Genealogically speaking, Gandhi’s “equivocations” and his “radical empiricism” of conduct are part of a history of the force of measure and the measure of force, an economic history of force as it were which comprises the “punitive humanism” (p. 71) of our epoch. One can draw at least two lineages here: First, this punitive humanism and nationalism are 19th century transformations of the medieval bhakti ‘forces’, potentially immeasurable, actually exhilarating in their original poetic measures, once the great geometers of religious reform arrive such as the Arya Samaj and Vivekananda. That is the punitive aspect of the genealogy of Gandhian spiritual conduct. The second aspect of the historical analysis articulates this conduct with the inexorably productive “small” spirit of the colonised Indian bourgeoisie and the European-to-global bourgeoisie of the 19th century. Gandhi’s satyagrahic conduct is also, indeed, excruciatingly calibrated between the forces of passion and reasons of interest, between the imperial Reason of the State and the small sovereignty of the individual. In this, he is the exemplary representative of ‘western’ (which can also be shown to be ‘Christian’) bourgeois rationality in this part of the world.

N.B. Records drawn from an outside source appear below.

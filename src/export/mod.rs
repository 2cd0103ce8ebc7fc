// src/export/mod.rs
//! Writes tidy tables to disk, one file per table.

use anyhow::{Context, Result};
use parquet::arrow::ArrowWriter;
use parquet::basic::Compression;
use parquet::file::properties::WriterProperties;
use std::{
    fs::{self, File},
    io::{BufWriter, Write},
    path::{Path, PathBuf},
};
use tracing::{info, warn};

use crate::config::ExportFormat;
use crate::extract::TableSet;
use crate::tables::TidyRecord;

impl ExportFormat {
    pub fn extension(self) -> &'static str {
        match self {
            ExportFormat::Parquet => "parquet",
            ExportFormat::Json => "json",
        }
    }
}

/// Write `rows` as a single Snappy-compressed row group. An empty table still
/// produces a file carrying the schema.
pub fn write_parquet<R: TidyRecord>(path: &Path, rows: &[R]) -> Result<()> {
    let batch = R::record_batch(rows)
        .with_context(|| format!("building record batch for {}", R::TABLE))?;

    let file = File::create(path).with_context(|| format!("creating {:?}", path))?;
    let props = WriterProperties::builder()
        .set_compression(Compression::SNAPPY)
        .build();
    let mut writer = ArrowWriter::try_new(BufWriter::new(file), R::schema(), Some(props))
        .context("creating ArrowWriter")?;
    writer
        .write(&batch)
        .with_context(|| format!("writing batch to {:?}", path))?;
    writer
        .close()
        .with_context(|| format!("closing ArrowWriter for {:?}", path))?;
    Ok(())
}

/// Write `rows` as a pretty-printed JSON array of records.
pub fn write_json<R: TidyRecord>(path: &Path, rows: &[R]) -> Result<()> {
    let file = File::create(path).with_context(|| format!("creating {:?}", path))?;
    let mut writer = BufWriter::new(file);
    serde_json::to_writer_pretty(&mut writer, rows)
        .with_context(|| format!("serializing {} to {:?}", R::TABLE, path))?;
    writer
        .flush()
        .with_context(|| format!("flushing {:?}", path))?;
    Ok(())
}

/// Write one table as `<dir>/<name>.<ext>`.
///
/// The file is written under a `.tmp` name first and renamed into place, so a
/// reader never sees a half-written table. On failure the `.tmp` file is
/// removed and any existing table is left untouched.
pub fn write_table<R: TidyRecord>(
    dir: &Path,
    name: &str,
    rows: &[R],
    format: ExportFormat,
) -> Result<PathBuf> {
    let final_path = dir.join(format!("{}.{}", name, format.extension()));
    let tmp_path = final_path.with_extension(format!("{}.tmp", format.extension()));

    let written = match format {
        ExportFormat::Parquet => write_parquet(&tmp_path, rows),
        ExportFormat::Json => write_json(&tmp_path, rows),
    }
    .and_then(|()| {
        fs::rename(&tmp_path, &final_path).with_context(|| {
            format!(
                "failed to rename `{}` to `{}`",
                tmp_path.display(),
                final_path.display()
            )
        })
    });
    if let Err(e) = written {
        if let Err(rm) = fs::remove_file(&tmp_path) {
            warn!(path = %tmp_path.display(), error = %rm, "could not remove temp file");
        }
        return Err(e);
    }

    info!(table = name, rows = rows.len(), path = %final_path.display(), "table written");
    Ok(final_path)
}

/// Write all ten tables into `dir`, creating it if needed.
pub fn write_table_set(set: &TableSet, dir: &Path, format: ExportFormat) -> Result<Vec<PathBuf>> {
    fs::create_dir_all(dir).with_context(|| format!("creating output dir {:?}", dir))?;

    fn one<R: TidyRecord>(dir: &Path, rows: &[R], format: ExportFormat) -> Result<PathBuf> {
        write_table(dir, R::TABLE, rows, format)
    }

    Ok(vec![
        one(dir, &set.population_trend, format)?,
        one(dir, &set.zip_population, format)?,
        one(dir, &set.population_pyramid, format)?,
        one(dir, &set.age_group_trends, format)?,
        one(dir, &set.race_totals, format)?,
        one(dir, &set.race_trends, format)?,
        one(dir, &set.race_age_distribution, format)?,
        one(dir, &set.race_gender_distribution, format)?,
        one(dir, &set.zip_trends, format)?,
        one(dir, &set.zip_age_distribution, format)?,
    ])
}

- And yet… we must remember Aishwary Kumar has written a book about Gandhi’s and Ambedkar’s contestatory, nay, incommensurable, ways to “radical equality”. Though not quite. As Kumar will point out that equality was Gandhi’s pre-supposition, it was not part of his ethics, economics or strategics of “means and ends”. Moreover, we can see clearly that Gandhi doesn’t declare the presupposition of equality unconditionally as a pure force of the event of that declaration. He works—or should one say, restrains—his presuppositions silently, craftily and measuredly into the ‘works’ of his life, which include religious and political works. Liturgist, ethicist and strategist embodied in one person, Gandhi’s declarations remain predominantly punitive, not affirmative. Examples cited in the book include the 1930 incident when the Royal Garhwal Rifles refused to fire at unarmed civil protestors and Gandhi said, “A soldier who disobeys an order to fire breaks the oath which he has taken and renders himself guilty of civil disobedience.” (p. 73) He will argue further that the soldiers usurped the right of decision not to fire, which they didn’t possess. Thus speaks Gandhi, the rigorous liturgist of duty, debt and office and not radical egalitarian who affirms the existential right of anybody to decide on the insurrectionary act of making their freedom come together with the declaration of radical equality.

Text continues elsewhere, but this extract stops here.